Jacques Moretti, l’un des propriétaires du bar Le Constellation, théâtre d’un incendie mortel dans la station de Crans-Montana lors de la nuit du Nouvel An, a été remis en liberté par la justice. Cette décision intervient après plusieurs jours de détention provisoire.
Le tribunal des mesures de contraintes a annoncé cette libération, assortie de strictes conditions. L’homme a dû verser une caution substantielle dépassant les 215 000 euros.
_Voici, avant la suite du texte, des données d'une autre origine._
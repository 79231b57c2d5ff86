//! Scenario record and lifecycle states
//!
//! A scenario moves through `provisioning → running → stopped → cleaned_up`.
//! Transitions are checked against a fixed table; `cleaned_up` is terminal.

use chrono::{DateTime, Utc};
use serde::{Deserialize, Serialize};
use std::fmt;
use std::str::FromStr;
use ulid::Ulid;

/// Prefix carried by every generated scenario ID
pub const SCENARIO_ID_PREFIX: &str = "scn-";

/// Unique scenario identifier (`scn-<ULID>`)
#[derive(Debug, Clone, PartialEq, Eq, PartialOrd, Ord, Hash, Serialize, Deserialize)]
#[serde(transparent)]
pub struct ScenarioId(String);

impl ScenarioId {
    /// Generate a fresh ID
    #[inline]
    #[must_use]
    pub fn generate() -> Self {
        Self(format!("{SCENARIO_ID_PREFIX}{}", Ulid::new()))
    }

    /// Wrap an existing ID without validation
    #[inline]
    #[must_use]
    pub fn new(id: impl Into<String>) -> Self {
        Self(id.into())
    }

    /// Borrow as string slice
    #[inline]
    #[must_use]
    pub fn as_str(&self) -> &str {
        &self.0
    }

    /// Whether the ID is empty or whitespace
    #[inline]
    #[must_use]
    pub fn is_blank(&self) -> bool {
        self.0.trim().is_empty()
    }
}

impl fmt::Display for ScenarioId {
    fn fmt(&self, f: &mut fmt::Formatter<'_>) -> fmt::Result {
        f.write_str(&self.0)
    }
}

impl AsRef<str> for ScenarioId {
    fn as_ref(&self) -> &str {
        &self.0
    }
}

impl From<String> for ScenarioId {
    fn from(value: String) -> Self {
        Self(value)
    }
}

impl From<&str> for ScenarioId {
    fn from(value: &str) -> Self {
        Self(value.to_string())
    }
}

/// Persisted lifecycle state of a scenario
#[derive(Debug, Clone, Copy, PartialEq, Eq, Hash, Serialize, Deserialize)]
#[serde(rename_all = "snake_case")]
pub enum ScenarioStatus {
    /// Runtime resource created, shell service not yet observed running
    Provisioning,
    /// Runtime resource observed running
    Running,
    /// Stopped on request or after the resource disappeared
    Stopped,
    /// Reclaimed by the cleanup worker
    CleanedUp,
}

impl ScenarioStatus {
    /// All states, in lifecycle order
    pub const ALL: [ScenarioStatus; 4] = [
        ScenarioStatus::Provisioning,
        ScenarioStatus::Running,
        ScenarioStatus::Stopped,
        ScenarioStatus::CleanedUp,
    ];

    /// Wire/storage name
    #[inline]
    #[must_use]
    pub fn as_str(&self) -> &'static str {
        match self {
            ScenarioStatus::Provisioning => "provisioning",
            ScenarioStatus::Running => "running",
            ScenarioStatus::Stopped => "stopped",
            ScenarioStatus::CleanedUp => "cleaned_up",
        }
    }

    /// Holds a live runtime resource (eligible for expiry)
    #[inline]
    #[must_use]
    pub fn is_active(&self) -> bool {
        matches!(self, ScenarioStatus::Provisioning | ScenarioStatus::Running)
    }

    /// No further transitions possible
    #[inline]
    #[must_use]
    pub fn is_terminal(&self) -> bool {
        matches!(self, ScenarioStatus::CleanedUp)
    }

    /// States reachable from `self` in one step
    #[must_use]
    pub fn allowed_transitions(self) -> &'static [ScenarioStatus] {
        use ScenarioStatus::{CleanedUp, Provisioning, Running, Stopped};
        match self {
            Provisioning => &[Running, Stopped, CleanedUp],
            Running => &[Stopped, CleanedUp],
            Stopped => &[CleanedUp],
            CleanedUp => &[],
        }
    }

    /// Whether `self → to` is a legal transition
    #[inline]
    #[must_use]
    pub fn can_transition_to(self, to: ScenarioStatus) -> bool {
        self.allowed_transitions().contains(&to)
    }
}

impl fmt::Display for ScenarioStatus {
    fn fmt(&self, f: &mut fmt::Formatter<'_>) -> fmt::Result {
        f.write_str(self.as_str())
    }
}

/// Unknown status string
#[derive(Debug, Clone, PartialEq, Eq, thiserror::Error)]
#[error("unknown scenario status: '{0}'")]
pub struct ParseStatusError(pub String);

impl FromStr for ScenarioStatus {
    type Err = ParseStatusError;

    fn from_str(s: &str) -> Result<Self, Self::Err> {
        match s {
            "provisioning" => Ok(ScenarioStatus::Provisioning),
            "running" => Ok(ScenarioStatus::Running),
            "stopped" => Ok(ScenarioStatus::Stopped),
            "cleaned_up" => Ok(ScenarioStatus::CleanedUp),
            other => Err(ParseStatusError(other.to_string())),
        }
    }
}

/// Persisted scenario document
#[derive(Debug, Clone, PartialEq, Eq, Serialize, Deserialize)]
pub struct Scenario {
    /// Globally unique, immutable
    pub scenario_id: ScenarioId,
    /// Owner
    pub user_id: String,
    /// Selects the runtime image
    pub scenario_type: String,
    /// Backing runtime resource, bound once at creation
    pub container_id: String,
    /// Lifecycle state
    pub status: ScenarioStatus,
    /// Host port mapped to the interactive shell
    pub terminal_port: u16,
    /// Creation time
    pub created_at: DateTime<Utc>,
    /// Last status mutation
    pub updated_at: DateTime<Utc>,
}

impl Scenario {
    /// New record in `provisioning`, stamped now
    #[must_use]
    pub fn new(
        scenario_id: ScenarioId,
        user_id: impl Into<String>,
        scenario_type: impl Into<String>,
        container_id: impl Into<String>,
        terminal_port: u16,
    ) -> Self {
        let now = Utc::now();
        Self {
            scenario_id,
            user_id: user_id.into(),
            scenario_type: scenario_type.into(),
            container_id: container_id.into(),
            status: ScenarioStatus::Provisioning,
            terminal_port,
            created_at: now,
            updated_at: now,
        }
    }

    /// Override creation time (and `updated_at`), for imports and fixtures
    #[inline]
    #[must_use]
    pub fn created_at(mut self, at: DateTime<Utc>) -> Self {
        self.created_at = at;
        self.updated_at = at;
        self
    }

    /// Apply a status change if it is legal and not a no-op.
    ///
    /// Returns `true` when the record changed; `updated_at` moves only then.
    pub fn transition(&mut self, to: ScenarioStatus, at: DateTime<Utc>) -> bool {
        if self.status == to || !self.status.can_transition_to(to) {
            return false;
        }
        self.status = to;
        self.updated_at = at;
        true
    }

    /// Whether the record references a runtime resource
    #[inline]
    #[must_use]
    pub fn has_container(&self) -> bool {
        !self.container_id.is_empty()
    }
}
Il est notamment soumis à une interdiction de quitter le territoire suisse, à l’obligation de déposer ses documents d’identité et de se présenter quotidiennement aux autorités policières.
L’avocat de la défense a indiqué que ses clients prenaient acte des obligations qui leur étaient imposées et réaffirmé leur volonté de coopérer pleinement avec l’enquête. Il a également rappelé que leurs pensées restaient tournées vers les victimes de la tragédie.
Cette décision judiciaire suscite cependant des réactions contrastées. Du côté des parties civiles, représentant certaines familles des victimes, l’inquiétude est palpable. Leur conseil s’interroge sur les risques potentiels pour l’intégrité de l’instruction, pointant l’absence de mesures spécifiques pour prévenir d’éventuelles pressions sur des témoins.
Les investigations se poursuivent sur le fond. Les procureurs suisses ont ouvert une enquête pour homicide par négligence, lésions corporelles par négligence et incendie par négligence, visant le couple de gérants français. Le drame, survenu dans la nuit du réveillon, a coûté la vie à quarante personnes, majoritairement des jeunes, et fait plus d’une centaine de blessés.